Dynamic Programming for Super Six
Abstract:
We use dynamic programming to find the optimal strategy for playing Super Six when there are 2 players. To test the cross-language capabilities of Rmarkdown we solve the task by embedding our Python implementation of the value iteration algorithm using the reticulate R-package.
This work is licensed under a Creative Commons
Attribution-ShareAlike 4.0 International License. The R-markdown
source code of this blog is available under a GNU General Public
License (GPL v3) license from GitHub.
Introduction
The present post finds the optimal game strategy for playing the dice
game of Super Six with two players by using dynamic programming to solve
the corresponding Markov Decision Process (MDP). We use the
reticulate
R package to run our Python implementation of
the value iteration algorithm within the Rmarkdown document.

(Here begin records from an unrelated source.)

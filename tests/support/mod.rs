// tests/support/mod.rs
//! Shared fixtures for the integration tests.

#![allow(dead_code)]

use divergence_meter::config::Config;
use divergence_meter::glyph::{GlyphAtlas, GLYPH_CHARS};
use divergence_meter::session::Session;
use image::{Rgb, RgbImage};
use std::path::Path;
use std::sync::Arc;

/// A glyph whose pixels encode its character, so frames can be checked by
/// eye in a failing test. Digits are 6x10, the point is 3x10.
pub fn glyph_image(ch: char) -> RgbImage {
    let (w, shade) = match ch.to_digit(10) {
        Some(d) => (6, 40 + 20 * d as u8),
        None => (3, 250),
    };
    RgbImage::from_fn(w, 10, |x, y| {
        if (x + y) % 2 == 0 {
            Rgb([shade, shade / 2, 0])
        } else {
            Rgb([0, 0, 0])
        }
    })
}

pub fn atlas() -> Arc<GlyphAtlas> {
    Arc::new(GlyphAtlas::from_images(GLYPH_CHARS.map(|ch| (ch, glyph_image(ch)))).unwrap())
}

/// Writes the synthetic glyphs as PNGs into `dir`.
pub fn write_assets(dir: &Path) {
    for ch in GLYPH_CHARS {
        glyph_image(ch)
            .save(dir.join(format!("{ch}.png")))
            .unwrap();
    }
}

pub fn session_saving_to(save_dir: &Path) -> Session {
    let mut config = Config::default();
    config.appearance.save_dir = save_dir.to_path_buf();
    config.session.presenter_poll_ms = 2;
    Session::with_atlas(config, atlas())
}
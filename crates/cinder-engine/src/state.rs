//! Parameter state serialization.
//!
//! Only parameter values are persisted, never DSP internals: reverb tails
//! are expected to reset on reload. Unknown keys in stored state are
//! ignored and missing keys fall back to defaults, so presets survive
//! parameter additions across versions.

use serde::{Deserialize, Serialize};
use thiserror::Error;

use crate::params::{ParamId, ParamStore};

/// State (de)serialization failure.
#[derive(Debug, Error)]
pub enum StateError {
    /// The state blob was not valid JSON or had wrong value types.
    #[error("malformed state: {0}")]
    Malformed(#[from] serde_json::Error),
}

/// A complete snapshot of the parameter values.
#[derive(Debug, Clone, PartialEq, Serialize, Deserialize)]
#[serde(default)]
pub struct ParamSnapshot {
    /// Reverb decay in seconds.
    pub decay: f32,
    /// Shimmer amount.
    pub shimmer: f32,
    /// Room size.
    pub size: f32,
    /// Degrade amount.
    pub degrade: f32,
    /// Fold amount.
    pub fold: f32,
    /// Degrade/fold blend.
    pub dirt: f32,
    /// Input drive.
    pub drive: f32,
    /// Feedback burn.
    pub burn: f32,
    /// Sidechain duck depth.
    pub duck: f32,
    /// Dry/wet mix.
    pub mix: f32,
    /// Pre/post routing blend.
    pub pre: f32,
}

impl Default for ParamSnapshot {
    fn default() -> Self {
        let default = |id: ParamId| id.descriptor().default;
        Self {
            decay: default(ParamId::Decay),
            shimmer: default(ParamId::Shimmer),
            size: default(ParamId::Size),
            degrade: default(ParamId::Degrade),
            fold: default(ParamId::Fold),
            dirt: default(ParamId::Dirt),
            drive: default(ParamId::Drive),
            burn: default(ParamId::Burn),
            duck: default(ParamId::Duck),
            mix: default(ParamId::Mix),
            pre: default(ParamId::Pre),
        }
    }
}

impl ParamSnapshot {
    /// Capture the current values from a store.
    #[must_use]
    pub fn capture(store: &ParamStore) -> Self {
        Self {
            decay: store.get(ParamId::Decay),
            shimmer: store.get(ParamId::Shimmer),
            size: store.get(ParamId::Size),
            degrade: store.get(ParamId::Degrade),
            fold: store.get(ParamId::Fold),
            dirt: store.get(ParamId::Dirt),
            drive: store.get(ParamId::Drive),
            burn: store.get(ParamId::Burn),
            duck: store.get(ParamId::Duck),
            mix: store.get(ParamId::Mix),
            pre: store.get(ParamId::Pre),
        }
    }

    /// Write this snapshot into a store. Values are clamped by the store.
    pub fn apply(&self, store: &ParamStore) {
        store.set(ParamId::Decay, self.decay);
        store.set(ParamId::Shimmer, self.shimmer);
        store.set(ParamId::Size, self.size);
        store.set(ParamId::Degrade, self.degrade);
        store.set(ParamId::Fold, self.fold);
        store.set(ParamId::Dirt, self.dirt);
        store.set(ParamId::Drive, self.drive);
        store.set(ParamId::Burn, self.burn);
        store.set(ParamId::Duck, self.duck);
        store.set(ParamId::Mix, self.mix);
        store.set(ParamId::Pre, self.pre);
    }

    /// Serialize to pretty JSON.
    pub fn to_json(&self) -> Result<String, StateError> {
        Ok(serde_json::to_string_pretty(self)?)
    }

    /// Deserialize from JSON. Missing fields take their defaults.
    pub fn from_json(json: &str) -> Result<Self, StateError> {
        Ok(serde_json::from_str(json)?)
    }
}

For more details about Super Six, see the previous Blog post How to Win a Game (or More) of Super Six. Appendix 1 of the post discussed optimal strategies. The present post is a natural successor of this post, because it shows the details of calculating optimal strategies for two player games by value iteration Sutton and Barto (2020). This provides a clearer way to get to the strategy than, e.g., Jehn (2021) or the C++ program by Nuno Hulthberg.
Notation
In mathematical notation the current state \(s\) corresponds to the \(i/j/k\) situation, with \(0\leq i\leq 5\), \(j\geq 0\) and \(k\geq 0\).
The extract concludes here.